The following table lists the available query parameters. All query parameters are optional.

Parameter Data type Description
field_statistics Boolean If true, the response includes the document count, sum of document frequencies, and sum of total term frequencies. (Default: true)
fields List or String A comma-separated list or a wildcard expression specifying the fields to include in the statistics. Used as the default list unless a specific field list is provided in the completion_fields or fielddata_fields parameters.
offsets Boolean If true, the response includes term offsets. (Default: true)
payloads Boolean If true, the response includes term payloads. (Default: true)
positions Boolean If true, the response includes term positions. (Default: true)
preference String Specifies the node or shard on which the operation should be performed. See preference query parameter for a list of available options. By default the requests are routed randomly to available shard copies (primary or replica), with no guarantee of consistency across repeated queries.
realtime Boolean If true, the request is real time as opposed to near real time. (Default: true)
routing List or String A custom value used to route operations to a specific shard.
term_statistics Boolean If true, the response includes term frequency and document frequency. (Default: false)
version Integer If true, returns the document version as part of a hit.
version_type String The specific version type.
Valid values are:
- external: The version number must be greater than the current version.
- external_gte: The version number must be greater than or equal to the current version.
- force: The version number is forced to be the given value.
- internal: The version number is managed internally by OpenSearch.

Request body fields

The following table lists the fields that can be specified in the request body.

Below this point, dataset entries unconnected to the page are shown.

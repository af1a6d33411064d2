//! JSON-RPC 2.0 message types used by the client
//!
//! Outgoing traffic is made of [`Request`]s (a request whose id is
//! [`Id::None`] is a notification). Incoming traffic is made of
//! [`Response`]s, which only the codec constructs: each decode attempt
//! yields a [`ResponseItem`] that is either a valid response or a diagnostic,
//! so that one malformed element of a batch answer does not hide the others.

use crate::contract::Payload;
use crate::error::{ClientErrorKind, Error, Result, ServiceError};
use crate::id::Id;
use serde::Serialize;
use std::fmt;

/// Method name prefix reserved for rpc-internal methods and extensions
pub const RESERVED_METHOD_PREFIX: &str = "rpc.";

/// Parameters of a request
///
/// JSON-RPC 2.0 allows positional parameters (an array) or named parameters
/// (an object); a request may also carry no parameters, in which case the
/// `params` member is omitted.
#[derive(Debug, Clone, Default, PartialEq, Serialize)]
#[serde(untagged)]
pub enum Params {
    /// No `params` member
    #[default]
    None,
    /// By-position parameters
    Positional(Vec<serde_json::Value>),
    /// By-name parameters
    Named(serde_json::Map<String, serde_json::Value>),
}

impl Params {
    /// Whether the `params` member is omitted
    pub fn is_none(&self) -> bool {
        matches!(self, Params::None)
    }

    /// Build parameters from an already-serialized value
    ///
    /// Arrays become positional and objects named parameters. Anything else
    /// (including `null`) fails with [`ClientErrorKind::InvalidParams`],
    /// tagged with `id` unless it is [`Id::None`].
    pub fn from_value(value: serde_json::Value, id: &Id) -> Result<Params> {
        match value {
            serde_json::Value::Array(items) => Ok(Params::Positional(items)),
            serde_json::Value::Object(map) => Ok(Params::Named(map)),
            other => Err(Error::client_detail(
                ClientErrorKind::InvalidParams,
                (!id.is_none()).then(|| id.clone()),
                format!("params must be a JSON array or object, got {}", json_kind(&other)),
            )),
        }
    }
}

pub(crate) fn json_kind(value: &serde_json::Value) -> &'static str {
    match value {
        serde_json::Value::Null => "null",
        serde_json::Value::Bool(_) => "boolean",
        serde_json::Value::Number(_) => "number",
        serde_json::Value::String(_) => "string",
        serde_json::Value::Array(_) => "array",
        serde_json::Value::Object(_) => "object",
    }
}

/// Check a method name before any request is built around it
///
/// # Errors
///
/// - [`ClientErrorKind::InvalidMethod`] for an empty name
/// - [`ClientErrorKind::ReservedMethod`] for names starting with `rpc.`
pub fn validate_method(method: &str) -> Result<()> {
    if method.is_empty() {
        return Err(Error::client_detail(
            ClientErrorKind::InvalidMethod,
            None,
            "method name is empty",
        ));
    }
    if method.starts_with(RESERVED_METHOD_PREFIX) {
        return Err(Error::client_detail(
            ClientErrorKind::ReservedMethod,
            None,
            format!("'{}' uses the reserved '{}' prefix", method, RESERVED_METHOD_PREFIX),
        ));
    }
    Ok(())
}

/// JSON-RPC 2.0 request (or notification, when `id` is [`Id::None`])
///
/// Only [`Request::new`] and [`Request::notification`] build one, so every
/// request carries a valid method name. Serializes as `{"jsonrpc":"2.0","method":...,"params"?:...,"id"?:...}`,
/// leaving out `params` when there are none and `id` for notifications.
///
/// # Examples
///
/// ```rust
/// use jrh_core::{Id, Params, Request};
/// use serde_json::json;
///
/// let request = Request::new("subtract", Params::Positional(vec![json!(42), json!(23)]), Id::Number(1)).unwrap();
/// assert_eq!(
///     serde_json::to_string(&request).unwrap(),
///     r#"{"jsonrpc":"2.0","method":"subtract","params":[42,23],"id":1}"#
/// );
///
/// let notification = Request::notification("update", Params::None).unwrap();
/// assert_eq!(
///     serde_json::to_string(&notification).unwrap(),
///     r#"{"jsonrpc":"2.0","method":"update"}"#
/// );
/// ```
#[derive(Debug, Clone, PartialEq, Serialize)]
pub struct Request {
    jsonrpc: &'static str,
    method: String,
    #[serde(skip_serializing_if = "Params::is_none")]
    params: Params,
    #[serde(skip_serializing_if = "Id::is_none")]
    id: Id,
}

impl Request {
    /// Create a request, validating the method name
    pub fn new(method: impl Into<String>, params: Params, id: Id) -> Result<Self> {
        let method = method.into();
        validate_method(&method).map_err(|e| e.attach_id(&id))?;
        Ok(Self {
            jsonrpc: "2.0",
            method,
            params,
            id,
        })
    }

    /// Create a notification (a request without id)
    pub fn notification(method: impl Into<String>, params: Params) -> Result<Self> {
        Self::new(method, params, Id::None)
    }

    /// Name of the remote method
    pub fn method(&self) -> &str {
        &self.method
    }

    /// Parameters of the call
    pub fn params(&self) -> &Params {
        &self.params
    }

    /// Request id; [`Id::None`] for notifications
    pub fn id(&self) -> &Id {
        &self.id
    }

    /// Whether no response is expected for this request
    pub fn is_notification(&self) -> bool {
        self.id.is_none()
    }
}

/// What a response says about the call
#[derive(Debug)]
pub enum Outcome {
    /// The `result` member, decoded with the call's contract
    Success(Payload),
    /// The `error` member
    Failure(ServiceError),
}

/// JSON-RPC 2.0 response, produced by the codec from wire bytes
#[derive(Debug)]
pub struct Response {
    pub(crate) id: Id,
    pub(crate) outcome: Outcome,
}

impl Response {
    /// Id of the request this answers ([`Id::None`] if the server could not
    /// determine it)
    pub fn id(&self) -> &Id {
        &self.id
    }

    /// Result or error
    pub fn outcome(&self) -> &Outcome {
        &self.outcome
    }

    /// Split into id and outcome
    pub fn into_parts(self) -> (Id, Outcome) {
        (self.id, self.outcome)
    }

    /// Pass a success through, turn an error object into [`Error::Service`]
    pub fn into_success(self) -> Result<Self> {
        match self.outcome {
            Outcome::Failure(error) => Err(Error::Service(error)),
            outcome => Ok(Self {
                id: self.id,
                outcome,
            }),
        }
    }

    /// Whether the call succeeded
    pub fn is_success(&self) -> bool {
        matches!(self.outcome, Outcome::Success(_))
    }

    /// Whether the remote method reported an error
    pub fn is_failure(&self) -> bool {
        matches!(self.outcome, Outcome::Failure(_))
    }

    /// Borrow the decoded result as `T`
    pub fn result<T: 'static>(&self) -> Option<&T> {
        match &self.outcome {
            Outcome::Success(payload) => payload.downcast_ref::<T>(),
            Outcome::Failure(_) => None,
        }
    }

    /// Borrow the error object, if any
    pub fn error(&self) -> Option<&ServiceError> {
        match &self.outcome {
            Outcome::Success(_) => None,
            Outcome::Failure(error) => Some(error),
        }
    }
}

/// Diagnostic for a response that could not be accepted
#[derive(Debug, Clone, PartialEq)]
pub struct InvalidResponse {
    /// The response id, if it could be read
    pub id: Option<Id>,
    /// Why the response was rejected
    pub reason: String,
}

impl InvalidResponse {
    pub(crate) fn new(id: Option<Id>, reason: impl Into<String>) -> Self {
        Self {
            id,
            reason: reason.into(),
        }
    }

    /// Turn the diagnostic into a [`ClientErrorKind::InvalidValue`] error
    pub fn into_error(self) -> Error {
        Error::client_detail(ClientErrorKind::InvalidValue, self.id, self.reason)
    }
}

impl fmt::Display for InvalidResponse {
    fn fmt(&self, f: &mut fmt::Formatter<'_>) -> fmt::Result {
        match &self.id {
            Some(id) => write!(f, "{} (id: {})", self.reason, id),
            None => f.write_str(&self.reason),
        }
    }
}

/// Result of decoding one response object
#[derive(Debug)]
pub enum ResponseItem {
    /// A well-formed response
    Valid(Response),
    /// A malformed response
    Invalid(InvalidResponse),
}

impl ResponseItem {
    /// Whether the item is a well-formed response
    pub fn is_valid(&self) -> bool {
        matches!(self, ResponseItem::Valid(_))
    }
}

/// Result of decoding a whole response body
#[derive(Debug)]
pub enum ResponseData {
    /// The body was a single response object (or not a usable batch)
    Single(ResponseItem),
    /// The body was a non-empty JSON array of responses
    Batch(Vec<ResponseItem>),
}

impl ResponseData {
    /// Whether the body was batch-shaped
    pub fn is_batch(&self) -> bool {
        matches!(self, ResponseData::Batch(_))
    }
}

#[cfg(test)]
mod tests {
    use super::*;
    use serde_json::json;

    #[test]
    fn test_request_serialization() {
        let req = Request::new("test", Params::None, Id::Number(1)).unwrap();
        let json = serde_json::to_string(&req).unwrap();
        assert_eq!(json, r#"{"jsonrpc":"2.0","method":"test","id":1}"#);
    }

    #[test]
    fn test_named_params_serialization() {
        let mut map = serde_json::Map::new();
        map.insert("a".to_string(), json!(1));
        let req = Request::new("test", Params::Named(map), Id::from("x")).unwrap();
        let json = serde_json::to_value(&req).unwrap();
        assert_eq!(
            json,
            json!({"jsonrpc": "2.0", "method": "test", "params": {"a": 1}, "id": "x"})
        );
    }

    #[test]
    fn test_notification_serialization() {
        let notif = Request::notification("notify", Params::Positional(vec![json!(1)])).unwrap();
        assert!(notif.is_notification());
        let json = serde_json::to_string(&notif).unwrap();
        assert!(!json.contains("\"id\""));
        assert!(json.contains("\"params\":[1]"));
    }

    #[test]
    fn test_reserved_method_rejected() {
        let err = Request::new("rpc.discover", Params::None, Id::Number(3)).unwrap_err();
        assert_eq!(err.client_kind(), Some(ClientErrorKind::ReservedMethod));
        assert_eq!(err.id(), Some(&Id::Number(3)));

        let err = Request::notification("", Params::None).unwrap_err();
        assert_eq!(err.client_kind(), Some(ClientErrorKind::InvalidMethod));
        assert!(err.id().is_none());
    }

    #[test]
    fn test_request_accessors() {
        let req = Request::new("sum", Params::Positional(vec![json!(1)]), Id::Number(4)).unwrap();
        assert_eq!(req.method(), "sum");
        assert_eq!(req.params(), &Params::Positional(vec![json!(1)]));
        assert_eq!(req.id(), &Id::Number(4));
        assert!(!req.is_notification());
    }

    #[test]
    fn test_method_with_rpc_in_the_middle_is_allowed() {
        assert!(validate_method("my.rpc.call").is_ok());
        assert!(validate_method("rpcx").is_ok());
    }

    #[test]
    fn test_params_from_value() {
        assert_eq!(
            Params::from_value(json!([1, 2]), &Id::Number(1)).unwrap(),
            Params::Positional(vec![json!(1), json!(2)])
        );
        assert!(matches!(
            Params::from_value(json!({"k": "v"}), &Id::Number(1)).unwrap(),
            Params::Named(_)
        ));

        let err = Params::from_value(json!(null), &Id::Number(9)).unwrap_err();
        assert_eq!(err.client_kind(), Some(ClientErrorKind::InvalidParams));
        assert_eq!(err.id(), Some(&Id::Number(9)));

        let err = Params::from_value(json!(5), &Id::None).unwrap_err();
        assert!(err.id().is_none());
    }

    #[test]
    fn test_invalid_response_into_error() {
        let invalid = InvalidResponse::new(Some(Id::Number(2)), "missing jsonrpc member");
        assert_eq!(invalid.to_string(), "missing jsonrpc member (id: 2)");

        let err = invalid.into_error();
        assert_eq!(err.client_kind(), Some(ClientErrorKind::InvalidValue));
        assert_eq!(err.id(), Some(&Id::Number(2)));
    }
}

Field Data type Description
doc Object A document to analyze. If provided, the API does not retrieve an existing document from the index but uses the provided content.
fields Array of strings A list of field names for which to return term vectors.
offsets Boolean If true, the response includes character offsets for each term. (Default: true)
payloads Boolean If true, the response includes payloads for each term. (Default: true)
positions Boolean If true, the response includes token positions. (Default: true)
field_statistics Boolean If true, the response includes statistics such as document count, sum of document frequencies, and sum of total term frequencies. (Default: true)
term_statistics Boolean If true, the response includes term frequency and document frequency. (Default: false)
routing String A custom routing value used to identify the shard. Required if custom routing was used during indexing.
version Integer The specific version of the document to retrieve.
version_type String The type of versioning to use. Valid values: internal, external, external_gte, force.
filter Object Allows filtering of tokens returned in the response (for example, by frequency or position). See Filtering terms for available options.
per_field_analyzer Object Specifies a custom analyzer to use per field. Format: { "field_name": "analyzer_name" }.
preference String Specifies shard or node routing preferences. See preference query parameter.

Filtering terms

The filter object in the request body allows you to filter the tokens to include in the term vector response. The filter object supports the following fields.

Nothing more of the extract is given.